Women’s cancers are deadlier, so why are they getting less funding?

0

New data from Jude reveals systemic gender bias in UK cancer funding.

When it comes to cancer funding in the UK, you’d assume money goes where it’s needed most, to the cancers that are the deadliest or hardest to detect.

But the latest data from bladder health brand Jude tells a different story.

Male-specific cancers like prostate and testicular cancer receive significantly more funding per case than female-specific cancers, even when women’s survival rates are lower.

Jude’s investigation into the UK charity register and public health data reveals:

Testicular cancer: 2,376 cases per year, 91% survival rate, £5,354 per case
Prostate cancer: 55,093 cases, 78% survival, £1,288 per case
Ovarian cancer: 7,452 cases, 35% survival, £1,132 per case
Uterine cancer: nearly 10,000 cases, just £63 per case in funding

Across the board, male-specific cancers receive 20% more funding per case than female-specific ones, despite having 21% higher average survival rates.

When cancer is “awkward”, it gets ignored
One of the key reasons female-specific cancers are so underfunded is that they affect parts of the body we still don’t talk about.

Gynaecological cancers, bladder issues, and anything involving women’s sex organs or bodily functions are often seen as taboo and that stigma has real consequences.

It means fewer charities, less public campaigning, and reduced awareness.

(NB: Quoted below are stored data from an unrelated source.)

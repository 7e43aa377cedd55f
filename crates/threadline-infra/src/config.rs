//! Configuration loader for Threadline.
//!
//! Reads `config.toml` from the data directory (`~/.threadline/` by default)
//! and deserializes it into [`ChatConfig`]. Falls back to defaults when the
//! file is missing or malformed.

use std::path::{Path, PathBuf};

use threadline_types::config::ChatConfig;

/// Environment variable that overrides the data directory.
pub const DATA_DIR_ENV: &str = "THREADLINE_DATA_DIR";

/// Resolve the data directory.
///
/// Priority: `THREADLINE_DATA_DIR`, then `~/.threadline`, then
/// `./.threadline` when no home directory is available.
pub fn resolve_data_dir() -> PathBuf {
    data_dir_from(std::env::var_os(DATA_DIR_ENV).map(PathBuf::from), dirs::home_dir())
}

fn data_dir_from(env_override: Option<PathBuf>, home: Option<PathBuf>) -> PathBuf {
    if let Some(dir) = env_override.filter(|d| !d.as_os_str().is_empty()) {
        return dir;
    }
    home.map(|h| h.join(".threadline"))
        .unwrap_or_else(|| PathBuf::from(".threadline"))
}

/// Load chat configuration from `{data_dir}/config.toml`.
///
/// - Missing file: returns [`ChatConfig::default()`].
/// - Unreadable or unparsable file: logs a warning and returns the default.
/// - Otherwise returns the parsed config; absent keys take their defaults.
pub async fn load_chat_config(data_dir: &Path) -> ChatConfig {
    let config_path = data_dir.join("config.toml");

    let content = match tokio::fs::read_to_string(&config_path).await {
        Ok(content) => content,
        Err(err) if err.kind() == std::io::ErrorKind::NotFound => {
            tracing::debug!("No config.toml found at {}, using defaults", config_path.display());
            return ChatConfig::default();
        }
        Err(err) => {
            tracing::warn!("Failed to read {}: {err}, using defaults", config_path.display());
            return ChatConfig::default();
        }
    };

    match toml::from_str::<ChatConfig>(&content) {
        Ok(config) => {
            tracing::debug!(
                base_url = %config.base_url,
                poll_interval_ms = config.poll_interval_ms,
                run_timeout_secs = config.run_timeout_secs,
                "loaded {}",
                config_path.display()
            );
            config
        }
        Err(err) => {
            tracing::warn!(
                "Failed to parse {}: {err}, using defaults",
                config_path.display()
            );
            ChatConfig::default()
        }
    }
}

#[cfg(test)]
mod tests {
    use super::*;
    use tempfile::TempDir;
    use threadline_types::config::{DEFAULT_BASE_URL, DEFAULT_GREETING};

    #[tokio::test]
    async fn load_chat_config_missing_file_returns_default() {
        let tmp = TempDir::new().unwrap();
        let config = load_chat_config(tmp.path()).await;
        assert_eq!(config.poll_interval_ms, 5000);
        assert_eq!(config.base_url, DEFAULT_BASE_URL);
        assert_eq!(config.greeting, DEFAULT_GREETING);
    }

    #[tokio::test]
    async fn load_chat_config_partial_toml_keeps_other_defaults() {
        let tmp = TempDir::new().unwrap();
        tokio::fs::write(
            tmp.path().join("config.toml"),
            r#"
base_url = "http://localhost:8080/v1"
poll_interval_ms = 1500
"#,
        )
        .await
        .unwrap();

        let config = load_chat_config(tmp.path()).await;
        assert_eq!(config.base_url, "http://localhost:8080/v1");
        assert_eq!(config.poll_interval_ms, 1500);
        assert_eq!(config.run_timeout_secs, 600);
        assert_eq!(config.greeting, DEFAULT_GREETING);
    }

    #[tokio::test]
    async fn load_chat_config_invalid_toml_returns_default() {
        let tmp = TempDir::new().unwrap();
        tokio::fs::write(tmp.path().join("config.toml"), "this is not { valid toml !!!")
            .await
            .unwrap();

        let config = load_chat_config(tmp.path()).await;
        assert_eq!(config.poll_interval_ms, 5000);
        assert_eq!(config.base_url, DEFAULT_BASE_URL);
    }

    #[tokio::test]
    async fn load_chat_config_wrong_type_returns_default() {
        let tmp = TempDir::new().unwrap();
        tokio::fs::write(tmp.path().join("config.toml"), "poll_interval_ms = \"fast\"")
            .await
            .unwrap();

        let config = load_chat_config(tmp.path()).await;
        assert_eq!(config.poll_interval_ms, 5000);
    }

    #[test]
    fn data_dir_prefers_env_override() {
        let dir = data_dir_from(Some(PathBuf::from("/tmp/tl")), Some(PathBuf::from("/home/u")));
        assert_eq!(dir, PathBuf::from("/tmp/tl"));
    }

    #[test]
    fn data_dir_ignores_empty_override() {
        let dir = data_dir_from(Some(PathBuf::new()), Some(PathBuf::from("/home/u")));
        assert_eq!(dir, PathBuf::from("/home/u/.threadline"));
    }

    #[test]
    fn data_dir_falls_back_to_working_directory() {
        assert_eq!(data_dir_from(None, None), PathBuf::from(".threadline"));
    }
}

While prostate and testicular cancers have benefitted from high-profile awareness drives like Movember, there is no mainstream equivalent for ovarian, uterine, or vulval cancer.

The result is a dangerous feedback loop: what feels “awkward” gets overlooked, and what gets overlooked doesn’t get funded.

Commentary from Jude’s Founder:
“As a female-led health brand, we did this research because no one else was asking the obvious question: why are the cancers affecting women’s bodies (particularly those below the waist) still so underfunded?

“The answer was painfully clear: stigma, silence, and a system that doesn’t see these issues as urgent.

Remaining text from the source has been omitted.